James Hanna : il y a plusieurs éléments qui rentrent en compte dans cette évolution. Je pense d’abord que les chansons sont meilleures. Mais aussi, le premier album ne nous avait coûté que deux cents dollars. A l’époque, un ami s’était construit un studio d’enregistrement chez lui. Nous en profitions grâcieusement le dimanche ou le samedi soir, lorsque personne ne l’utilisait, on débarquait à peu près toutes les deux semaines… L’enregistrement a pris six mois en tout.

Yuki Chikudate : Bien plus en vérité. Du début jusqu’à la fin, cela a pris environ un an. Peut-être parce que nous ne savions pas trop où nous allions, ça a pris beaucoup de temps. Le processus s’est avéré très long pour le premier album.

Peut-on avancer que l’implication du producteur Chris Zane a été essentielle sur la réalisation de Citrus ?

Yuki Chikudate : Oh oui. Le premier album a été en grande partie autoproduit. Sur Citrus, l’apport de Chris en terme sonique est incontestable, c’est vraiment quelqu’un d’incroyable.

James Hanna : Il est talentueux, fou mais talentueux.

Pourquoi avoir choisi de collaborer avec lui ?

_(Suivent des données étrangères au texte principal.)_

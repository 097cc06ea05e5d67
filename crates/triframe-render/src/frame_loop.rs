// SPDX-License-Identifier: CEPL-1.0
//! One render/present iteration per call, plus resize and teardown.
//!
//! ```text
//! Idle -> Recording -> Submitted -> Presented -> Idle
//!   \________________ shutdown: wait idle ________________-> ShutDown
//! ```

use std::time::Duration;

use raw_window_handle::RawWindowHandle;
use tracing::{debug, info, warn};

use crate::backend::{AdapterInfo, Api, CommandList, Device, ImageState, Queue, QueueKind};
use crate::device::GpuContext;
use crate::fence::{FenceSync, WaitStatus};
use crate::frame::FrameSlots;
use crate::swapchain::SwapChainManager;
use crate::{RenderResult, RenderSize, Renderer};

#[derive(Clone, Debug, PartialEq)]
pub struct RenderOptions {
    pub prefer_software: bool,
    pub vsync: bool,
    /// Validation layers, break-on-severity and frame slot checks.
    pub diagnostics: bool,
    pub clear_color: [f32; 4],
    /// Upper bound on the per-frame slot wait. `None` waits forever.
    pub frame_timeout: Option<Duration>,
}

impl Default for RenderOptions {
    fn default() -> Self {
        Self {
            prefer_software: false,
            vsync: true,
            diagnostics: cfg!(debug_assertions),
            clear_color: [0.4, 0.6, 0.9, 1.0],
            frame_timeout: None,
        }
    }
}

#[derive(Clone, Copy, Debug, PartialEq, Eq)]
pub enum FrameState {
    Idle,
    Recording,
    Submitted,
    Presented,
    ShutDown,
}

#[derive(Clone, Copy, Debug, PartialEq, Eq)]
pub enum FrameOutcome {
    Presented { slot: usize, fence_value: u64 },
    /// The slot's previous work did not retire within the frame timeout.
    Skipped { slot: usize },
    /// The loop was shut down.
    Halted,
}

/// Owns every GPU object; fields drop in reverse creation order.
pub struct FrameLoop<A: Api> {
    fence: FenceSync<A>,
    command_list: A::CommandList,
    slots: FrameSlots<A>,
    swap_chain: SwapChainManager<A>,
    gpu: GpuContext<A>,
    options: RenderOptions,
    state: FrameState,
}

impl<A: Api> FrameLoop<A> {
    pub fn new(
        instance: &A::Instance,
        window: RawWindowHandle,
        size: RenderSize,
        options: RenderOptions,
    ) -> RenderResult<Self> {
        let gpu = GpuContext::<A>::new(instance, options.prefer_software, options.diagnostics)?;
        let swap_chain = SwapChainManager::create(
            instance,
            gpu.device(),
            gpu.queue(),
            window,
            size,
            options.vsync,
        )?;
        let slots = FrameSlots::new(gpu.device(), swap_chain.back_buffers(gpu.device())?)?;

        let current = swap_chain.current_image_index() as usize;
        let command_list = gpu
            .device()
            .create_command_list(QueueKind::Direct, slots.get(current)?.allocator())?;
        let fence = FenceSync::new(gpu.device())?;

        info!("frame loop ready");
        Ok(Self {
            fence,
            command_list,
            slots,
            swap_chain,
            gpu,
            options,
            state: FrameState::Idle,
        })
    }

    pub fn render_frame(&mut self) -> RenderResult<FrameOutcome> {
        if self.state == FrameState::ShutDown {
            return Ok(FrameOutcome::Halted);
        }

        let slot = self.swap_chain.current_image_index() as usize;
        let required = self.slots.fence_value(slot)?;
        if self.fence.wait(required, self.options.frame_timeout)? == WaitStatus::TimedOut {
            warn!(slot, required, "frame slot still in flight, skipping frame");
            return Ok(FrameOutcome::Skipped { slot });
        }

        self.state = FrameState::Recording;
        let outcome = self.record_and_submit(slot);
        if outcome.is_err() {
            self.state = FrameState::Idle;
        }
        outcome
    }

    fn record_and_submit(&mut self, slot: usize) -> RenderResult<FrameOutcome> {
        if self.options.diagnostics {
            let completed = self.fence.completed_value();
            self.slots
                .prepare_checked(slot, &mut self.command_list, completed)?;
        } else {
            self.slots.prepare(slot, &mut self.command_list)?;
        }

        let image = match self.slots.back_buffer(slot) {
            Ok(image) => image,
            Err(e) => {
                // The list is open; close it so the next prepare can reset it.
                if let Err(close) = self.command_list.close() {
                    warn!("closing abandoned command list failed: {close}");
                }
                return Err(e);
            }
        };
        let list = &mut self.command_list;
        list.transition(image, ImageState::Present, ImageState::RenderTarget);
        list.clear_render_target(
            self.swap_chain.descriptor_table(),
            slot as u32,
            self.options.clear_color,
        );
        list.transition(image, ImageState::RenderTarget, ImageState::Present);
        list.close()?;

        self.gpu.queue().execute(&self.command_list)?;
        self.state = FrameState::Submitted;

        self.swap_chain.present()?;
        self.state = FrameState::Presented;

        let fence_value = self.fence.signal(self.gpu.queue())?;
        self.slots.record_fence(slot, fence_value)?;
        self.state = FrameState::Idle;

        Ok(FrameOutcome::Presented { slot, fence_value })
    }

    /// Zero-area sizes are ignored; the window is minimized.
    pub fn resize(&mut self, size: RenderSize) -> RenderResult<()> {
        if self.state == FrameState::ShutDown {
            return Ok(());
        }
        if size.is_empty() {
            debug!("ignoring resize to {}x{}", size.width, size.height);
            return Ok(());
        }
        self.swap_chain.resize(
            self.gpu.device(),
            self.gpu.queue(),
            &mut self.fence,
            &mut self.slots,
            size,
        )
    }

    pub fn toggle_vsync(&mut self) -> bool {
        self.swap_chain.toggle_vsync()
    }

    pub fn set_clear_color(&mut self, rgba: [f32; 4]) {
        self.options.clear_color = rgba;
    }

    /// Drains the GPU. Safe to call more than once.
    pub fn shutdown(&mut self) -> RenderResult<()> {
        if self.state == FrameState::ShutDown {
            return Ok(());
        }
        let idle = self.fence.wait_idle(self.gpu.queue())?;
        self.state = FrameState::ShutDown;
        info!(idle, "gpu idle, frame loop shut down");
        Ok(())
    }

    pub fn state(&self) -> FrameState {
        self.state
    }

    pub fn current_slot(&self) -> usize {
        self.swap_chain.current_image_index() as usize
    }

    pub fn size(&self) -> RenderSize {
        self.swap_chain.size()
    }

    pub fn vsync(&self) -> bool {
        self.swap_chain.vsync()
    }

    pub fn tearing_supported(&self) -> bool {
        self.swap_chain.tearing_supported()
    }

    pub fn adapter(&self) -> &AdapterInfo {
        self.gpu.adapter()
    }

    pub fn slots(&self) -> &FrameSlots<A> {
        &self.slots
    }

    pub fn fence(&self) -> &FenceSync<A> {
        &self.fence
    }

    pub fn swap_chain(&self) -> &SwapChainManager<A> {
        &self.swap_chain
    }
}

impl<A: Api> Renderer for FrameLoop<A> {
    fn resize(&mut self, size: RenderSize) -> RenderResult<()> {
        FrameLoop::resize(self, size)
    }

    fn render(&mut self) -> RenderResult<FrameOutcome> {
        self.render_frame()
    }

    fn set_clear_color(&mut self, rgba: [f32; 4]) {
        FrameLoop::set_clear_color(self, rgba)
    }

    fn toggle_vsync(&mut self) -> bool {
        FrameLoop::toggle_vsync(self)
    }

    fn shutdown(&mut self) -> RenderResult<()> {
        FrameLoop::shutdown(self)
    }
}

impl<A: Api> Drop for FrameLoop<A> {
    fn drop(&mut self) {
        if self.state != FrameState::ShutDown {
            if let Err(e) = self.fence.wait_idle(self.gpu.queue()) {
                warn!("idle wait during teardown failed: {e}");
            }
        }
    }
}

#[cfg(test)]
mod tests {
    use super::*;
    use crate::error::RenderError;
    use crate::headless::{window_handle, Headless, SimConfig, SimInstance};

    #[test]
    fn detached_back_buffer_leaves_loop_ready_for_next_frame() {
        let instance = SimInstance::new(SimConfig::default());
        let gpu = instance.gpu();
        let options = RenderOptions {
            diagnostics: true,
            ..RenderOptions::default()
        };
        let mut frame_loop =
            FrameLoop::<Headless>::new(&instance, window_handle(), RenderSize::new(640, 480), options)
                .unwrap();

        frame_loop.slots.release_back_buffers();
        let err = frame_loop.render_frame().unwrap_err();
        assert!(matches!(err, RenderError::BackBufferDetached { .. }));
        assert!(!err.is_fatal());
        assert_eq!(frame_loop.state(), FrameState::Idle);
        assert!(!frame_loop.command_list.is_open());

        let buffers = frame_loop
            .swap_chain
            .back_buffers(frame_loop.gpu.device())
            .unwrap();
        frame_loop.slots.attach_back_buffers(buffers).unwrap();
        assert!(matches!(
            frame_loop.render_frame().unwrap(),
            FrameOutcome::Presented { .. }
        ));
        assert_eq!(frame_loop.state(), FrameState::Idle);
        assert!(gpu.violations().is_empty(), "{:?}", gpu.violations());
    }
}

Yuki Chikudate : On aimait beaucoup son travail avec Calla, ses disques sonnaient très impressionnants. Nous nous sommes rencontrés, mais on n’était pas sûrs au début qu’il soit l’homme de la situation. C’est quelqu’un d’excentrique et un peu distant au départ (rires). Mais une fois que les idées ont commencé à prendre et qu’on a commencé à vraiment réfléchir sur le disque, il s’est rapidement imposé.

Lorsque j’écoute Citrus, je pense à deux classiques, Heaven Or Las Vegas des Cocteau Twins, et bien sûr Loveless de My Bloody Valentine. On peut dire que ce sont deux grandes inspirations du groupe.

James Hanna : Pour moi, ce sont deux de mes groupes préférés. Alors oui, j’assume. Que dire… (ndlr : il se tourne vers Yuki) Qu’est-ce que tu penses de cette comparaison avec My Bloody Valentine ? (Yuki lui sourit avec un air de sous-entendu).

Ben Shapiro (batteur) : Je pense que c’est compréhensible. Les comparaisons se basent en général sur la qualité de l’enregistrement et pas nécessairement sur les chansons. Nous sommes tous fans de cet album.

Beaucoup pensent que c’est toujours l’un des meilleurs albums de ces 20 dernières années.

James Hanna : Il figure généralement dans les top ten ou top five des meilleurs albums rock de tous les temps.

Est-ce que ça vous ennuie que les gens parlent de shoegazing lorsqu’on évoque votre musique ?

Ben Shapiro : Ça revient tout le temps.

Yuki Chikudate : Je comprends tout à fait, mais je ne voudrais pas que cela devienne une définition générale de ce que nous sommes, c’est exagéré. C’est seulement une facette de ce que nous faisons.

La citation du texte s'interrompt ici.